(Beginning of DATASET CONTENT)
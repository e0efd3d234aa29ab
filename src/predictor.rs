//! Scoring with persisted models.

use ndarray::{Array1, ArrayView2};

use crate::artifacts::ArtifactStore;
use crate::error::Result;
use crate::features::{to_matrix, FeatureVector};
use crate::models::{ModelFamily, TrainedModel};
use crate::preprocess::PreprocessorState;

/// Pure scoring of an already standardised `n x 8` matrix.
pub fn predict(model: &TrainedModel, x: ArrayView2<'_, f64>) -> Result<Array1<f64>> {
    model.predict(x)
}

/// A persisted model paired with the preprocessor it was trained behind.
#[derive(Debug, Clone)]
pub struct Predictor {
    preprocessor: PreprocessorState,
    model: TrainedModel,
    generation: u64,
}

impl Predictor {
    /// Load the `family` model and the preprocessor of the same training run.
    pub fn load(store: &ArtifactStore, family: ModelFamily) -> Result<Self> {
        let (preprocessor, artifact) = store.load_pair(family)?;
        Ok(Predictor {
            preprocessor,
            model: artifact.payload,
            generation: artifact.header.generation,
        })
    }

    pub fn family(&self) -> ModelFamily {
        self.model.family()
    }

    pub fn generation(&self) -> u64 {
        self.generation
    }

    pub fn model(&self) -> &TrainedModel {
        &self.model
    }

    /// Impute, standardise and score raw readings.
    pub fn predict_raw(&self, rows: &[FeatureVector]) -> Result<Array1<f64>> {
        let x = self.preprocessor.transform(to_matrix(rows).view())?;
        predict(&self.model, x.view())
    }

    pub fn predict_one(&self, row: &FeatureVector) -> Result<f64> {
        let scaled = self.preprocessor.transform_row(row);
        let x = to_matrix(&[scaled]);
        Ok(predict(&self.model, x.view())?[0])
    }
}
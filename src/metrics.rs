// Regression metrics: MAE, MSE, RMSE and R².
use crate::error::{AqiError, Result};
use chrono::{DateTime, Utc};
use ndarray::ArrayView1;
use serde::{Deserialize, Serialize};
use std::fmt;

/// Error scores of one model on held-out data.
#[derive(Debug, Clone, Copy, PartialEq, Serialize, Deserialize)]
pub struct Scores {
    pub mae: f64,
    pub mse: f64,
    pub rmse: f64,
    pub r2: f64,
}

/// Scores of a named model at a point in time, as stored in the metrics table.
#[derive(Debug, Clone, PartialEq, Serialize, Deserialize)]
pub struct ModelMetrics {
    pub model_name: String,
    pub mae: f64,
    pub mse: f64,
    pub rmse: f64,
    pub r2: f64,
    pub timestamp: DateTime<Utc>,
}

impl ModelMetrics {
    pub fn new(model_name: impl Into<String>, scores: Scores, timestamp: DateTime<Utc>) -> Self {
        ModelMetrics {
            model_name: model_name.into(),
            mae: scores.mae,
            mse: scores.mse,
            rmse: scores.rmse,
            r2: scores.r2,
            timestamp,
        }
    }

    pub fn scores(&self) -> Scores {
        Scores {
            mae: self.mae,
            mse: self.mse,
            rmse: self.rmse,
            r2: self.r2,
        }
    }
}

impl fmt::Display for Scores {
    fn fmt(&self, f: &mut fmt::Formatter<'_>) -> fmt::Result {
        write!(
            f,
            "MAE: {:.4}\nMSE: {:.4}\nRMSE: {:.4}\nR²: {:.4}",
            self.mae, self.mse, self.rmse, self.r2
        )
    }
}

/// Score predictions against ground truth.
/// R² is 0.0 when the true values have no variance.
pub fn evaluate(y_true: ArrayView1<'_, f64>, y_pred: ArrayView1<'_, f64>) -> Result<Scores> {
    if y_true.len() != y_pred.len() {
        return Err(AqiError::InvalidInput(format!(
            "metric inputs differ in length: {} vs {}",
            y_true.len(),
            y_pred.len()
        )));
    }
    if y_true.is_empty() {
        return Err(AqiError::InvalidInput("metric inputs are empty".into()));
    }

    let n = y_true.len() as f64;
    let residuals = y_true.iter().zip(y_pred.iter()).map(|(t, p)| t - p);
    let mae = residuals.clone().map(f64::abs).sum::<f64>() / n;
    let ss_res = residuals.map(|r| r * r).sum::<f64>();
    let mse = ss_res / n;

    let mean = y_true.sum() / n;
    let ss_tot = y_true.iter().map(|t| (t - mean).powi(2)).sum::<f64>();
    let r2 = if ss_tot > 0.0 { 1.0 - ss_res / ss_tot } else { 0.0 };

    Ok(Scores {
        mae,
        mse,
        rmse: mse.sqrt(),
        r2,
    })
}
(End of DATASET CONTENT)
● TASK PROMPT
Quote exactly the first line of the data and every line after it through the one holding "pub fn load(store: &ArtifactStore, family: ModelFamily)".

● ANSWER TO THE EXERCISE
repository e0efd3d234aa29ab
filename src/predictor.rs
//! Scoring with persisted models.

use ndarray::{Array1, ArrayView2};

use crate::artifacts::ArtifactStore;
use crate::error::Result;
use crate::features::{to_matrix, FeatureVector};
use crate::models::{ModelFamily, TrainedModel};
use crate::preprocess::PreprocessorState;

/// Pure scoring of an already standardised `n x 8` matrix.
pub fn predict(model: &TrainedModel, x: ArrayView2<'_, f64>) -> Result<Array1<f64>> {
    model.predict(x)
}

/// A persisted model paired with the preprocessor it was trained behind.
#[derive(Debug, Clone)]
pub struct Predictor {
    preprocessor: PreprocessorState,
    model: TrainedModel,
    generation: u64,
}

impl Predictor {
    /// Load the `family` model and the preprocessor of the same training run.
    pub fn load(store: &ArtifactStore, family: ModelFamily) -> Result<Self> {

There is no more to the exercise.